Hinzu kommt etwas, das in der Arbeitszeitmoralistik gern unterschlagen wird: Arbeit ist immer auch eine Verteilungsfrage. In „Made in Germany“ erinnert Martyna Linartas daran, dass Deutschland für Menschen, die von Arbeit leben, ein Höchststeuerland ist, während Vermögen und Kapitalerträge deutlich milder behandelt werden. Eine Republik, die den Angestellten längere Wochen empfiehlt, aber die strukturelle Asymmetrie zwischen Arbeits- und Vermögenseinkommen schont, betreibt keine Leistungsdebatte, sondern eine Schieflage mit pädagogischem Tonfall.

Deshalb ist Mahlodjis Intervention so bedeutsam. Er spricht nicht nur über Arbeit, sondern über Würde. Über das fatale Gefälle zwischen beruflicher Rolle und Selbstwert. Über eine Kultur, in der Menschen zwar mündig wählen, fahren, leben – am Arbeitsplatz aber oft so tun, als sei für ihre Entwicklung irgendjemand anders zuständig. Gerade darin liegt seine Modernität: Er fordert Verantwortung, aber nicht im autoritären, sondern im emanzipatorischen Sinn. Der Mensch soll nicht mehr aushalten, sondern mehr werden dürfen.

Hamburg wird zeigen, ob HR die Größe dieser Frage begriffen hat

Darum ist die kommende Zukunft Personal Nord in Hamburg mehr als ein Branchentreffen. Sie ist ein Resonanzraum für die eigentliche Streitfrage: Wollen wir Arbeit weiter in Stunden, Präsenz und Gehorsam vermessen – oder endlich in Urteilskraft, Lernfähigkeit, Gesundheit und technologischer Souveränität?
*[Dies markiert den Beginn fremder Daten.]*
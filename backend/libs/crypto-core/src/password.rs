/// Password hashing and verification using Argon2id
use argon2::{
    password_hash::{PasswordHasher, SaltString},
    Argon2, PasswordHash, PasswordVerifier,
};
use thiserror::Error;

const MIN_PASSWORD_LENGTH: usize = 8;
const MAX_PASSWORD_LENGTH: usize = 128;

#[derive(Debug, Error, PartialEq, Eq)]
pub enum PasswordError {
    #[error("password must be between {MIN_PASSWORD_LENGTH} and {MAX_PASSWORD_LENGTH} characters")]
    InvalidLength,

    #[error("invalid credentials")]
    InvalidCredentials,

    #[error("password hashing failed: {0}")]
    Hashing(String),
}

/// Hash a password using Argon2id
/// Returns the PHC string suitable for storage in the database
pub fn hash_password(password: &str) -> Result<String, PasswordError> {
    let len = password.chars().count();
    if !(MIN_PASSWORD_LENGTH..=MAX_PASSWORD_LENGTH).contains(&len) {
        return Err(PasswordError::InvalidLength);
    }

    let salt = SaltString::generate(rand::thread_rng());
    Argon2::default()
        .hash_password(password.as_bytes(), &salt)
        .map(|hash| hash.to_string())
        .map_err(|e| PasswordError::Hashing(e.to_string()))
}

/// Verify a password against a stored hash
pub fn verify_password(password: &str, hash: &str) -> Result<(), PasswordError> {
    let parsed_hash =
        PasswordHash::new(hash).map_err(|e| PasswordError::Hashing(e.to_string()))?;

    Argon2::default()
        .verify_password(password.as_bytes(), &parsed_hash)
        .map_err(|_| PasswordError::InvalidCredentials)
}

#[cfg(test)]
mod tests {
    use super::*;

    #[test]
    fn test_hash_and_verify() {
        let hash = hash_password("correct horse").unwrap();
        assert!(hash.starts_with("$argon2id$"));
        assert!(verify_password("correct horse", &hash).is_ok());
    }

    #[test]
    fn test_wrong_password() {
        let hash = hash_password("correct horse").unwrap();
        assert_eq!(
            verify_password("battery staple", &hash),
            Err(PasswordError::InvalidCredentials)
        );
    }

    #[test]
    fn test_too_short() {
        assert_eq!(hash_password("short"), Err(PasswordError::InvalidLength));
    }

    #[test]
    fn test_malformed_hash() {
        assert!(matches!(
            verify_password("whatever1", "not-a-phc-string"),
            Err(PasswordError::Hashing(_))
        ));
    }
}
Dass Cawa Younosi dort am Mittwoch, 25. März, auf der Keynote Stage mit „Cawa trifft… Quo vadis Arbeitsrecht 2026“ auftritt, ist folgerichtig. Denn die Zukunft der Arbeit entscheidet sich nicht nur an der Technik, sondern am Regelwerk: Entgelttransparenz, Arbeitszeitgesetz, Teilzeitkultur, Führungsrealität. Und dass direkt neben der Keynote Stage im Messe-TV-Studio von Sohn@Sohn mit Constantin Sohn und mir weiterdiskutiert wird, live, multistreamingfähig, öffentlich, ist fast schon ein schönes Bild für die neue Arbeitswelt selbst: Bühne und Vertiefung, Impuls und Widerspruch, Präsenz und Vernetzung zugleich. Cawa Younosi steht wie wenige andere für die öffentliche Sichtbarkeit von HR und für die Zumutung, Arbeit endlich als Gesellschaftsfrage zu behandeln.

Vielleicht liegt genau darin die nächste deutsche Chance. Nicht noch eine Stunde mehr. Sondern ein Satz weniger aus der Vergangenheit. Ein Prozess weniger, der niemandem hilft. Eine Hierarchie weniger, die Lernen verhindert. Ein bisschen mehr KI dort, wo sie entlastet. Ein bisschen mehr Freiheit dort, wo Können wachsen soll. Und endlich die Einsicht, dass Wohlstand in der Wissensökonomie nicht durch längere Anwesenheit entsteht, sondern durch bessere Systeme.

Deutschland arbeitet nicht zu wenig. Deutschland hat sich zu lange an das Falsche gewöhnt.